YOUR OBJECTIVE:
Wherever a line below holds the word "receivers", copy that line.

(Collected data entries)

#[tokio::test(start_paused = true)]
async fn a_receiver_advertises_itself_to_a_taller_source() {
    let local = LocalSet::new();
    local
        .run_until(async {
            let machine = Machine::new(roomy_config());
            let right = spawn_dataset(&machine, 1);
            settle(300).await;
            add_leaf(&machine, right).await;
            settle(200).await;
            add_leaf(&machine, right).await;
            settle(500).await;
            let right_api = machine.api(right.id).unwrap();

            let mut source = LinkRig::new(&machine);
            let mut deep_source = LinkRig::new(&machine);
            let mut leaf_feeders = vec![LinkRig::new(&machine), LinkRig::new(&machine)];
            let transaction_id = TransactionId::random();
            let link_key = LinkKey::new("tall-source");

            source.start_participant(
                right,
                transaction_id,
                ParticipantConfig::ReceiveStartSubscription {
                    requester: source.role(transaction_id),
                    link_key: link_key.clone(),
                },
            );
            let (right_role, _) = source.recv_hello().await;
            source.send(
                &right_role,
                RoleMessage::StartSubscription {
                    subscriber: source.role(transaction_id),
                    link_key: link_key.clone(),
                    load: crate::msg::Load {
                        messages_per_second: 3.0,
                    },
                    height: 2,
                    source_interval: Interval::full(),
                    kid_intervals: vec![Interval::full()],
                },
            );

            // the receiver re-advertises itself as the unique leftmost kid
            let (message, _) = source.recv(MessageKind::SubscriptionStarted).await;
            let RoleMessage::SubscriptionStarted {
                leftmost_kids,
                target_intervals,
                ..
            } = message
            else {
                unreachable!()
            };
            assert_eq!(leftmost_kids.len(), 1);
            assert_eq!(leftmost_kids[0].id(), right.id);
            assert_eq!(target_intervals[&right.id], Interval::full());
            source.send(
                &right_role,
                RoleMessage::SubscriptionEdges {
                    edges: BTreeMap::from([(right.id, vec![source.role(transaction_id)])]),
                },
            );

            // the next start_subscription comes from one level further down
            deep_source.send(
                &right_role,
                RoleMessage::StartSubscription {
                    subscriber: deep_source.role(transaction_id),
                    link_key: link_key.clone(),
                    load: crate::msg::Load {
                        messages_per_second: 3.0,
                    },
                    height: 1,
                    source_interval: Interval::full(),
                    kid_intervals: vec![Interval::full()],
                },
            );
            let (message, _) = deep_source.recv(MessageKind::SubscriptionStarted).await;
            let RoleMessage::SubscriptionStarted {
                leftmost_kids,
                target_intervals,
                ..
            } = message
            else {
                unreachable!()
            };
            assert_eq!(leftmost_kids.len(), 2);
            let right_kids = right_api.get_kids().await.unwrap();
            for kid in &right_kids {
                assert!(target_intervals.contains_key(&kid.handle.id));
            }

            // wire each advertised leaf to one feeder and finish the leaves
            let mut edges = BTreeMap::new();
            for (leaf_role, feeder) in leftmost_kids.iter().zip(leaf_feeders.iter()) {
                edges.insert(leaf_role.id(), vec![feeder.role(transaction_id)]);
            }
            deep_source.send(&right_role, RoleMessage::SubscriptionEdges { edges });
            for (leaf_role, feeder) in leftmost_kids.iter().zip(leaf_feeders.iter_mut()) {
                feeder.send(
                    leaf_role,
                    RoleMessage::StartSubscription {
                        subscriber: feeder.role(transaction_id),
                        link_key: link_key.clone(),
                        load: crate::msg::Load {
                            messages_per_second: 3.0,
                        },
                        height: 0,
                        source_interval: target_intervals[&leaf_role.id()],
                        kid_intervals: Vec::new(),
                    },
                );
                let (message, _) = feeder.recv(MessageKind::SubscriptionStarted).await;
                let RoleMessage::SubscriptionStarted { leftmost_kids, .. } = message else {
                    unreachable!()
                };
                assert!(leftmost_kids.is_empty());
                feeder.send(
                    leaf_role,
                    RoleMessage::SubscriptionEdges {
                        edges: BTreeMap::new(),
                    },
                );
            }
            settle(500).await;

            // the root recorded the deeper source as its input
            let receivers = right_api.get_receivers().await.unwrap();
            assert_eq!(receivers, vec![(link_key.clone(), deep_source.handle())]);
            let link = right_api
                .get_data_link(link_key.clone())
                .await
                .unwrap()
                .expect("the handshake recorded no edges");
            assert_eq!(link.edges.len(), 2);
            machine.shutdown();
        })
        .await;
}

TASK RESULT:
            let receivers = right_api.get_receivers().await.unwrap();
            assert_eq!(receivers, vec![(link_key.clone(), deep_source.handle())]);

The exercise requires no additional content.